Cardiac MRI was performed at 1.5T/3T (GE Healthcare) and evaluated as recently described(2). Clinical radiology reports were reviewed by three cardiovascular radiologists (7-27 years of experience; initials blinded for review) in consensus. Demographic and clinical data including COVID-19 vaccination, 12-lead electrocardiogram (ECG), and serum markers of cardiac injury were documented.


Results

Five patients (4:1 male:female, age range 17-38 years) were identified who had abnormal MRI findings and were vaccinated against COVID-19 prior to MRI. Cardiac troponin and ECG were abnormal in all patients.

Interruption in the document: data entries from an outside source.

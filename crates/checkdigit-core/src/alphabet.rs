//! Character alphabets, position numbering, and character-to-value mapping.
//!
//! An [`Alphabet`] is an ordered character set: the index of a character is
//! its numeric value, and check values are written back as characters of the
//! same set. A [`CharMap`] decides how a *payload* character turns into a
//! value, which is usually the alphabet index but may exclude an escape
//! character or transliterate letters to digits.

use crate::error::CheckDigitError;

/// Digits `0`–`9`. Used by MOD 11,10, MOD 97-10 and most national schemes.
pub const NUMERIC: Alphabet = Alphabet::new("0123456789");

/// Letters `A`–`Z`. Used by MOD 27,26 and MOD 661-26.
pub const ALPHABETIC: Alphabet = Alphabet::new("ABCDEFGHIJKLMNOPQRSTUVWXYZ");

/// Digits followed by letters, `0`=0 … `Z`=35. Used by MOD 37,36 and MOD 1271-36.
pub const ALPHANUMERIC: Alphabet = Alphabet::new("0123456789ABCDEFGHIJKLMNOPQRSTUVWXYZ");

/// Check alphabet of MOD 11-2: digits plus `X` for the value 10.
pub const NUMERIC_PLUS_X: Alphabet = Alphabet::new("0123456789X");

/// Check alphabet of MOD 37-2: alphanumerics plus `*` for the value 36.
pub const ALPHANUMERIC_PLUS_STAR: Alphabet =
    Alphabet::new("0123456789ABCDEFGHIJKLMNOPQRSTUVWXYZ*");

// ---------------------------------------------------------------------------
// Alphabet
// ---------------------------------------------------------------------------

/// An ordered character set defining the value of each character.
#[derive(Debug, Clone, Copy, PartialEq, Eq, Hash)]
pub struct Alphabet {
    chars: &'static str,
}

impl Alphabet {
    /// Creates an alphabet whose character at index `i` has value `i`.
    pub const fn new(chars: &'static str) -> Self {
        Self { chars }
    }

    /// Returns the characters of the alphabet in value order.
    pub fn as_str(&self) -> &'static str {
        self.chars
    }

    /// Number of characters, which is also the radix used to write
    /// multi-character check values.
    pub fn len(&self) -> u32 {
        self.chars.chars().count() as u32
    }

    /// Returns `true` if the alphabet has no characters.
    pub fn is_empty(&self) -> bool {
        self.chars.is_empty()
    }

    /// Returns the value of `character`, or `None` if it is not in the alphabet.
    pub fn value_of(&self, character: char) -> Option<u32> {
        self.chars
            .chars()
            .position(|c| c == character)
            .map(|index| index as u32)
    }

    /// Returns the character whose value is `value`.
    pub fn char_at(&self, value: u32) -> Option<char> {
        self.chars.chars().nth(value as usize)
    }

    /// Writes `value` as exactly `width` characters, most significant first,
    /// using the alphabet length as the radix.
    ///
    /// Fails with [`CheckDigitError::InvalidCheckDigitValue`] when `value`
    /// does not fit in `width` characters.
    pub fn encode(&self, value: u32, width: usize) -> Result<String, CheckDigitError> {
        let radix = self.len();
        if radix == 0 {
            return Err(CheckDigitError::InvalidCheckDigitValue(value));
        }
        let mut rest = value;
        let mut reversed = Vec::with_capacity(width);
        for _ in 0..width {
            let ch = self
                .char_at(rest % radix)
                .ok_or(CheckDigitError::InvalidCheckDigitValue(value))?;
            reversed.push(ch);
            rest /= radix;
        }
        if rest != 0 {
            return Err(CheckDigitError::InvalidCheckDigitValue(value));
        }
        Ok(reversed.iter().rev().collect())
    }

    /// Reads check characters back into a value; the inverse of [`Alphabet::encode`].
    ///
    /// `first_position` is the 1-based position of the first check character
    /// in the full code, used for error reporting.
    pub fn decode(&self, check: &str, first_position: usize) -> Result<u32, CheckDigitError> {
        let radix = self.len();
        check
            .chars()
            .enumerate()
            .try_fold(0u32, |acc, (offset, character)| {
                let value = self
                    .value_of(character)
                    .ok_or(CheckDigitError::InvalidCharacter {
                        character,
                        position: first_position + offset,
                    })?;
                Ok(acc * radix + value)
            })
    }
}

// ---------------------------------------------------------------------------
// Position
// ---------------------------------------------------------------------------

/// Where a character sits inside the span being summed.
///
/// `left` counts from 1 at the first character; `right` counts from 1 at the
/// last character of the span. For payload spans the check character is not
/// part of the span, so the rightmost payload character has `right == 1`.
#[derive(Debug, Clone, Copy, PartialEq, Eq)]
pub struct Position {
    /// 1-based position from the left.
    pub left: usize,
    /// 1-based position from the right.
    pub right: usize,
}

impl Position {
    /// Position of the character at 0-based `index` in a span of `len` characters.
    pub fn in_span(index: usize, len: usize) -> Self {
        Self {
            left: index + 1,
            right: len - index,
        }
    }
}

// ---------------------------------------------------------------------------
// CharMap
// ---------------------------------------------------------------------------

/// Strategy turning a payload character into its numeric value.
#[derive(Debug, Clone, Copy, PartialEq, Eq)]
pub enum CharMap {
    /// The character's index in the alphabet.
    Alphabet(Alphabet),
    /// The character's index in the alphabet, except that `excluded` is
    /// rejected. Used where an escape character is legal only as a check
    /// character (`X` in MOD 11-2, `*` in MOD 37-2).
    Except {
        /// The alphabet shared with the check character.
        alphabet: Alphabet,
        /// The character that may not appear in a payload.
        excluded: char,
    },
    /// ASCII digits map to themselves; other characters are looked up in the
    /// table. Several letters may share a value.
    Transliterated(&'static [(char, u32)]),
}

impl CharMap {
    /// Returns the value of `character` at `position`.
    ///
    /// Fails with [`CheckDigitError::InvalidCharacter`] carrying the
    /// character and its left position when the character is not mapped.
    pub fn value_of(&self, character: char, position: Position) -> Result<u32, CheckDigitError> {
        let value = match self {
            Self::Alphabet(alphabet) => alphabet.value_of(character),
            Self::Except { alphabet, excluded } => {
                if character == *excluded {
                    None
                } else {
                    alphabet.value_of(character)
                }
            }
            Self::Transliterated(table) => character.to_digit(10).or_else(|| {
                table
                    .iter()
                    .find(|(letter, _)| *letter == character)
                    .map(|&(_, value)| value)
            }),
        };
        value.ok_or(CheckDigitError::InvalidCharacter {
            character,
            position: position.left,
        })
    }
}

All patients were hospitalized due to acute onset of chest pain with diagnosis of acute myocarditis.

Patients 1-3 received their second dose of BNT162b2 vaccine two, three and two days, respectively, before onset of chest pain; Patients 4 and 5 both received their second dose of mRNA-1273 three days before onset of chest pain. In all patients, MRI showed myocarditis-like findings including non-ischemic pattern of late gadolinium enhancement, corresponding signal abnormalities on T2-weighted images, and pericardial enhancement (Table/Figure). Diagnostic considerations included pulmonary embolus or acute coronary event with additional imaging-based testing (Table). Ipsilateral axillary lymphadenopathy to the vaccination site was identified in four patients. COVID-19 testing at the time of diagnosis (and history of prior COVID-19) were negative. No respiratory symptoms, prodrome or skin rash were present prior to vaccination. Further, medical history did not reveal any pre-existing cardiac disease in these patients.